El dinero circula dentro de un pequeño grupo de empresas, amplificando el crecimiento cuando las condiciones son buenas y el riesgo cuando no lo son.

Esta estructura permite que el sistema se expanda más rápido de lo que permitirían los balances tradicionales. También dificulta ver dónde quedarían las pérdidas si la demanda se ralentiza o se retrasan los plazos.

Cuando la deuda desaparece de los libros

A medida que aumentan los préstamos, las empresas han buscado formas de mantener los balances limpios. Los vehículos de propósito especial se han vuelto comunes.

Meta, xAI, Google y otros han utilizado estas estructuras para financiar centros de datos y compras de chips sin registrar la carga total de deuda.

El vehículo pide prestado, construye y alquila el activo de nuevo a la empresa tecnológica. Estos acuerdos mantienen la calificación crediticia y la flexibilidad.

También reducen la transparencia. Las agencias de calificación y los inversores ven menos riesgo a nivel corporativo, aunque la exposición económica persiste.

Estructuras similares se usaban ampliamente antes de 2008, tanto en la banca como en empresas como Enron.

El crédito privado ha intervenido para financiar gran parte de este crecimiento. Morgan Stanley estima que los prestamistas privados podrían aportar más de la mitad de los 1,5 billones de dólares necesarios para los centros de datos hasta 2028.

Estos prestamistas están poco regulados. La divulgación es limitada. Los vínculos con bancos y aseguradoras están creciendo, pero es difícil mapearlos en tiempo real.

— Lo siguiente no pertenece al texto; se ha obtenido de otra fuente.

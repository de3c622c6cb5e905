//! Linear regression via the normal equations.

use ndarray::{Array1, Array2};
use serde::{Deserialize, Serialize};

use crate::error::{Error, Result};

/// Solve the symmetric positive-definite system Ax = b with a Cholesky
/// decomposition, retrying once with a small ridge term when the matrix is
/// near-singular.
fn cholesky_solve(a: &Array2<f64>, b: &Array1<f64>) -> Option<Array1<f64>> {
    match cholesky_solve_inner(a, b) {
        Some(x) => Some(x),
        None => {
            let n = a.nrows();
            let ridge = 1e-8 * a.diag().iter().map(|v| v.abs()).sum::<f64>() / n as f64;
            let mut regularized = a.clone();
            for k in 0..n {
                regularized[[k, k]] += ridge.max(1e-12);
            }
            cholesky_solve_inner(&regularized, b)
        }
    }
}

fn cholesky_solve_inner(a: &Array2<f64>, b: &Array1<f64>) -> Option<Array1<f64>> {
    let n = a.nrows();
    if n != a.ncols() || n != b.len() {
        return None;
    }

    // Cholesky decomposition: A = L * L^T
    let mut l = Array2::zeros((n, n));
    for i in 0..n {
        for j in 0..=i {
            let mut sum = 0.0;
            for k in 0..j {
                sum += l[[i, k]] * l[[j, k]];
            }
            if i == j {
                let diag = a[[i, i]] - sum;
                if diag <= 0.0 {
                    return None;
                }
                l[[i, j]] = diag.sqrt();
            } else {
                l[[i, j]] = (a[[i, j]] - sum) / l[[j, j]];
            }
        }
    }

    // Forward substitution: L * y = b
    let mut y = Array1::zeros(n);
    for i in 0..n {
        let mut sum = 0.0;
        for j in 0..i {
            sum += l[[i, j]] * y[j];
        }
        y[i] = (b[i] - sum) / l[[i, i]];
    }

    // Backward substitution: L^T * x = y
    let mut x = Array1::zeros(n);
    for i in (0..n).rev() {
        let mut sum = 0.0;
        for j in (i + 1)..n {
            sum += l[[j, i]] * x[j];
        }
        x[i] = (y[i] - sum) / l[[i, i]];
    }

    Some(x)
}

/// Ordinary least squares linear regression
#[derive(Debug, Clone, Serialize, Deserialize)]
pub struct LinearRegression {
    /// Fitted coefficients, one per feature
    coefficients: Option<Array1<f64>>,
    /// Fitted intercept
    pub intercept: f64,
    /// Whether to fit an intercept term
    pub fit_intercept: bool,
    pub is_fitted: bool,
}

impl Default for LinearRegression {
    fn default() -> Self {
        Self::new()
    }
}

impl LinearRegression {
    pub fn new() -> Self {
        Self {
            coefficients: None,
            intercept: 0.0,
            fit_intercept: true,
            is_fitted: false,
        }
    }

    /// Fit by solving (X^T X) beta = X^T y.
    pub fn fit(&mut self, x: &Array2<f64>, y: &Array1<f64>) -> Result<()> {
        let n_samples = x.nrows();
        let n_features = x.ncols();
        if n_samples != y.len() {
            return Err(Error::Shape {
                expected: format!("y length = {n_samples}"),
                actual: format!("y length = {}", y.len()),
            });
        }
        if n_samples == 0 || n_features == 0 {
            return Err(Error::Training("empty design matrix".to_string()));
        }

        let design = if self.fit_intercept {
            let mut with_bias = Array2::ones((n_samples, n_features + 1));
            with_bias
                .slice_mut(ndarray::s![.., 1..])
                .assign(x);
            with_bias
        } else {
            x.clone()
        };

        let xtx = design.t().dot(&design);
        let xty = design.t().dot(y);
        let beta = cholesky_solve(&xtx, &xty)
            .ok_or_else(|| Error::Training("singular design matrix".to_string()))?;

        if self.fit_intercept {
            self.intercept = beta[0];
            self.coefficients = Some(beta.slice(ndarray::s![1..]).to_owned());
        } else {
            self.intercept = 0.0;
            self.coefficients = Some(beta);
        }
        self.is_fitted = true;
        Ok(())
    }

    pub fn predict(&self, x: &Array2<f64>) -> Result<Array1<f64>> {
        let coefficients = self.coefficients()?;
        if x.ncols() != coefficients.len() {
            return Err(Error::Shape {
                expected: format!("{} features", coefficients.len()),
                actual: format!("{} features", x.ncols()),
            });
        }
        let mut predictions = x.dot(coefficients);
        predictions += self.intercept;
        Ok(predictions)
    }

    pub fn coefficients(&self) -> Result<&Array1<f64>> {
        self.coefficients.as_ref().ok_or(Error::NotFitted)
    }
}

#[cfg(test)]
mod tests {
    use super::*;
    use ndarray::array;

    #[test]
    fn test_recovers_known_coefficients() {
        // y = 1 + 2*x1 + 3*x2
        let mut x = Array2::zeros((50, 2));
        let mut y = Array1::zeros(50);
        for i in 0..50 {
            let a = i as f64;
            let b = (i % 7) as f64;
            x[[i, 0]] = a;
            x[[i, 1]] = b;
            y[i] = 1.0 + 2.0 * a + 3.0 * b;
        }

        let mut model = LinearRegression::new();
        model.fit(&x, &y).unwrap();

        let coefficients = model.coefficients().unwrap();
        assert!((coefficients[0] - 2.0).abs() < 1e-6);
        assert!((coefficients[1] - 3.0).abs() < 1e-6);
        assert!((model.intercept - 1.0).abs() < 1e-6);
    }

    #[test]
    fn test_predict_single_row() {
        let x = array![[1.0], [2.0], [3.0], [4.0]];
        let y = array![2.0, 4.0, 6.0, 8.0];
        let mut model = LinearRegression::new();
        model.fit(&x, &y).unwrap();

        let pred = model.predict(&array![[5.0]]).unwrap();
        assert!((pred[0] - 10.0).abs() < 1e-6);
    }

    #[test]
    fn test_unfitted_predict_fails() {
        let model = LinearRegression::new();
        assert!(model.predict(&array![[1.0]]).is_err());
    }
}
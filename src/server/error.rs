//! Error types for the HTTP layer.

use axum::{
    http::StatusCode,
    response::{IntoResponse, Response},
    Json,
};
use serde_json::json;
use thiserror::Error;

use crate::registry::Algorithm;

#[derive(Error, Debug)]
pub enum ApiError {
    #[error("{0} must be provided")]
    MissingField(&'static str),

    #[error("{0}")]
    InvalidParameter(String),

    #[error("{0} model not trained")]
    NotTrained(Algorithm),

    #[error("{0}")]
    NotFound(String),

    #[error("Store error: {0}")]
    Store(#[from] object_store::Error),

    #[error(transparent)]
    Core(#[from] crate::error::Error),

    #[error("{0}")]
    Internal(String),
}

impl IntoResponse for ApiError {
    fn into_response(self) -> Response {
        let (status, message) = match &self {
            ApiError::MissingField(_) | ApiError::InvalidParameter(_) | ApiError::NotTrained(_) => {
                (StatusCode::BAD_REQUEST, self.to_string())
            }
            ApiError::NotFound(msg) => (StatusCode::NOT_FOUND, msg.clone()),
            ApiError::Store(object_store::Error::NotFound { .. }) => {
                (StatusCode::NOT_FOUND, "File not found".to_string())
            }
            ApiError::Store(e) => {
                tracing::error!(detail = %e, "Object store error");
                (StatusCode::INTERNAL_SERVER_ERROR, e.to_string())
            }
            ApiError::Core(e) => {
                tracing::error!(detail = %e, "Request handling failed");
                (StatusCode::INTERNAL_SERVER_ERROR, e.to_string())
            }
            ApiError::Internal(msg) => {
                tracing::error!(detail = %msg, "Internal server error");
                (StatusCode::INTERNAL_SERVER_ERROR, msg.clone())
            }
        };

        let body = Json(json!({ "error": message }));
        (status, body).into_response()
    }
}

pub type Result<T> = std::result::Result<T, ApiError>;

La titulización añade otra capa. Los flujos de caja de los centros de datos se están agrupando en valores respaldados por activos.

La infraestructura digital representa ahora unos 82.000 millones de dólares del mercado ABS estadounidense, un aumento de nueve veces en menos de cinco años, según Bank of America.

Se espera más oferta el año que viene. Los inversores compran productos calificados sin entender siempre los activos que contienen.

Algunos préstamos están respaldados por las propias GPUs. A medida que llegan modelos de chips más nuevos, los antiguos pierden valor.

Si los precios de las garantías bajan, los prestamistas pueden exigir el reembolso o vender fichas en un mercado débil, lo que empuja aún más los precios hacia abajo.

Los mercados siguen absorbiendo la oferta. Las diferencias se han ampliado. Las acciones son volátiles.

La economía de la IA está ahora unida por apalancamiento, suposiciones de timing y financiación compleja.